Talvez seja assim para alguns, mas talvez não seja isso que devemos esperar. Há uma longa e sábia tradição na Igreja que diz que não devemos confundir a obra do Espírito Santo com certos sentimentos ou uma experiência em particular. A Graça de Deus trabalhar frequentemente de formas que não se vêem, nem se notem, tal como o dom que foi o Seu Filho passou em larga medida despercebido e longe da vista.

E se a obra da graça nas nossas vidas for tão despercebida e discreta como o aumento do amor nos nossos corações? Os casais crescem em amor. Mas se forem ver todos os dias provavelmente não notam uma diferença muito grande. Contudo, se simplesmente se dedicarem ao bem-estar e à felicidade um do outro, um dia acordarão e verificarão que o seu amor – o amor que os levou a dedicarem-se um ao outro – cresceu.

Às vezes os pais dizem que quando olham para os seus recém-nascidos apaixonam-se logo, e que isso muda as suas vidas. E porém, a mudança de vida que se segue – de autocentrado para altruísta e atento – costuma ocorrer ao longo de semanas e anos, e tende a envolver muito menos desse sentimento “fofinho” inicial.
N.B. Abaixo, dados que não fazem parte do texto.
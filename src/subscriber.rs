//! Event subscribers and the registry that fans accepted events out to them.

use std::any::Any;
use std::panic::{self, AssertUnwindSafe};
use std::sync::Arc;
use tracing::{debug, error};

use crate::error::Result;
use crate::event::{EventEnvelope, EventKind};
use crate::jobs::BuildJob;
use crate::security::SecurityContext;

/// Handler for one or more event kinds.
///
/// Per-job filtering is up to the subscriber; the registry only matches on
/// event kind and calls [`EventSubscriber::on_event`] once per delivery.
pub trait EventSubscriber: Send + Sync {
    fn name(&self) -> &str;

    fn events(&self) -> &[EventKind];

    /// Whether this subscriber would act on behalf of `job`.
    fn is_applicable(&self, job: &dyn BuildJob) -> bool;

    /// `ctx` starts out anonymous; subscribers that need the whole job
    /// registry elevate it themselves.
    fn on_event(&self, ctx: &mut SecurityContext, event: EventKind, payload: &str) -> Result<()>;

    fn is_interested_in(&self, event: EventKind) -> bool {
        self.events().contains(&event)
    }
}

/// Outcome of fanning one event out.
#[derive(Debug, Default, PartialEq, Eq)]
pub struct DispatchReport {
    pub delivered: usize,
    pub failed: Vec<String>,
}

#[derive(Default)]
pub struct SubscriberRegistry {
    subscribers: Vec<Arc<dyn EventSubscriber>>,
}

impl SubscriberRegistry {
    pub fn new() -> Self {
        Self::default()
    }

    pub fn with(mut self, subscriber: Arc<dyn EventSubscriber>) -> Self {
        self.register(subscriber);
        self
    }

    pub fn register(&mut self, subscriber: Arc<dyn EventSubscriber>) {
        debug!(subscriber = subscriber.name(), events = ?subscriber.events(), "Registered subscriber");
        self.subscribers.push(subscriber);
    }

    pub fn len(&self) -> usize {
        self.subscribers.len()
    }

    pub fn is_empty(&self) -> bool {
        self.subscribers.is_empty()
    }

    pub fn interested_in(&self, event: EventKind) -> impl Iterator<Item = &Arc<dyn EventSubscriber>> {
        self.subscribers
            .iter()
            .filter(move |s| s.is_interested_in(event))
    }

    /// Subscribers that would act on behalf of `job` for some event.
    pub fn applicable_to<'a>(
        &'a self,
        job: &'a dyn BuildJob,
    ) -> impl Iterator<Item = &'a Arc<dyn EventSubscriber>> {
        self.subscribers.iter().filter(move |s| s.is_applicable(job))
    }

    /// Calls every interested subscriber exactly once. A failing or panicking
    /// subscriber is logged and does not stop the others.
    pub fn dispatch(&self, envelope: &EventEnvelope) -> DispatchReport {
        let mut report = DispatchReport::default();

        for subscriber in self.interested_in(envelope.kind) {
            let outcome = panic::catch_unwind(AssertUnwindSafe(|| {
                let mut ctx = SecurityContext::anonymous();
                subscriber.on_event(&mut ctx, envelope.kind, &envelope.payload)
            }));

            match outcome {
                Ok(Ok(())) => {
                    debug!(subscriber = subscriber.name(), event = %envelope.kind, "Subscriber handled event");
                    report.delivered += 1;
                }
                Ok(Err(e)) => {
                    error!(subscriber = subscriber.name(), event = %envelope.kind, "Subscriber failed: {}", e);
                    report.failed.push(subscriber.name().to_string());
                }
                Err(panic) => {
                    error!(
                        subscriber = subscriber.name(),
                        event = %envelope.kind,
                        "Subscriber panicked: {}",
                        panic_message(panic.as_ref())
                    );
                    report.failed.push(subscriber.name().to_string());
                }
            }
        }

        if report.delivered == 0 && report.failed.is_empty() {
            debug!(event = %envelope.kind, "No subscriber is interested in event");
        }
        report
    }
}

pub(crate) fn panic_message(panic: &(dyn Any + Send)) -> &str {
    if let Some(s) = panic.downcast_ref::<&str>() {
        s
    } else if let Some(s) = panic.downcast_ref::<String>() {
        s
    } else {
        "unknown panic"
    }
}

#[cfg(test)]
mod tests {
    use super::*;
    use crate::error::RouterError;
    use std::sync::Mutex;

    enum Behavior {
        Succeed,
        Fail,
        Panic,
    }

    struct Recording {
        name: &'static str,
        events: Vec<EventKind>,
        behavior: Behavior,
        calls: Mutex<Vec<(EventKind, String, bool)>>,
    }

    impl Recording {
        fn new(name: &'static str, events: &[EventKind], behavior: Behavior) -> Arc<Self> {
            Arc::new(Self {
                name,
                events: events.to_vec(),
                behavior,
                calls: Mutex::new(Vec::new()),
            })
        }

        fn calls(&self) -> Vec<(EventKind, String, bool)> {
            self.calls.lock().unwrap().clone()
        }
    }

    impl EventSubscriber for Recording {
        fn name(&self) -> &str {
            self.name
        }

        fn events(&self) -> &[EventKind] {
            &self.events
        }

        fn is_applicable(&self, _job: &dyn BuildJob) -> bool {
            true
        }

        fn on_event(&self, ctx: &mut SecurityContext, event: EventKind, payload: &str) -> Result<()> {
            self.calls
                .lock()
                .unwrap()
                .push((event, payload.to_string(), ctx.is_elevated()));
            match self.behavior {
                Behavior::Succeed => Ok(()),
                Behavior::Fail => Err(RouterError::MalformedPayload("boom".to_string())),
                Behavior::Panic => panic!("subscriber exploded"),
            }
        }
    }

    #[test]
    fn only_interested_subscribers_are_called() {
        let push = Recording::new("push", &[EventKind::Push], Behavior::Succeed);
        let pr = Recording::new("pr", &[EventKind::PullRequest], Behavior::Succeed);
        let registry = SubscriberRegistry::new()
            .with(push.clone())
            .with(pr.clone());

        let report = registry.dispatch(&EventEnvelope::new(EventKind::Push, "{}"));

        assert_eq!(report.delivered, 1);
        assert_eq!(push.calls(), [(EventKind::Push, "{}".to_string(), false)]);
        assert!(pr.calls().is_empty());
    }

    #[test]
    fn each_subscriber_is_called_exactly_once() {
        let both = Recording::new(
            "both",
            &[EventKind::Push, EventKind::Push, EventKind::Create],
            Behavior::Succeed,
        );
        let registry = SubscriberRegistry::new().with(both.clone());

        registry.dispatch(&EventEnvelope::new(EventKind::Push, "payload"));

        assert_eq!(both.calls().len(), 1);
    }

    #[test]
    fn failures_are_isolated() {
        let failing = Recording::new("failing", &[EventKind::Push], Behavior::Fail);
        let panicking = Recording::new("panicking", &[EventKind::Push], Behavior::Panic);
        let healthy = Recording::new("healthy", &[EventKind::Push], Behavior::Succeed);
        let registry = SubscriberRegistry::new()
            .with(failing.clone())
            .with(panicking.clone())
            .with(healthy.clone());

        let report = registry.dispatch(&EventEnvelope::new(EventKind::Push, "{}"));

        assert_eq!(report.delivered, 1);
        assert_eq!(report.failed, ["failing", "panicking"]);
        assert_eq!(healthy.calls().len(), 1);
    }

    #[test]
    fn no_subscribers_is_an_empty_report() {
        let registry = SubscriberRegistry::new();
        assert!(registry.is_empty());
        assert_eq!(
            registry.dispatch(&EventEnvelope::new(EventKind::Ping, "{}")),
            DispatchReport::default()
        );
    }
}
Mas o Espírito Santo está lá o tempo todo, mudando o coração, um bocadinho de cada vez, ao longo do tempo.

Outro erro comum é imaginarmos que a graça de Deus tem sempre resultados instantâneos, como um relâmpago de Zeus. Mas há uma boa razão para muitas das parábolas de Jesus sobre o Reino envolverem a plantação de sementes, e estações para crescimento.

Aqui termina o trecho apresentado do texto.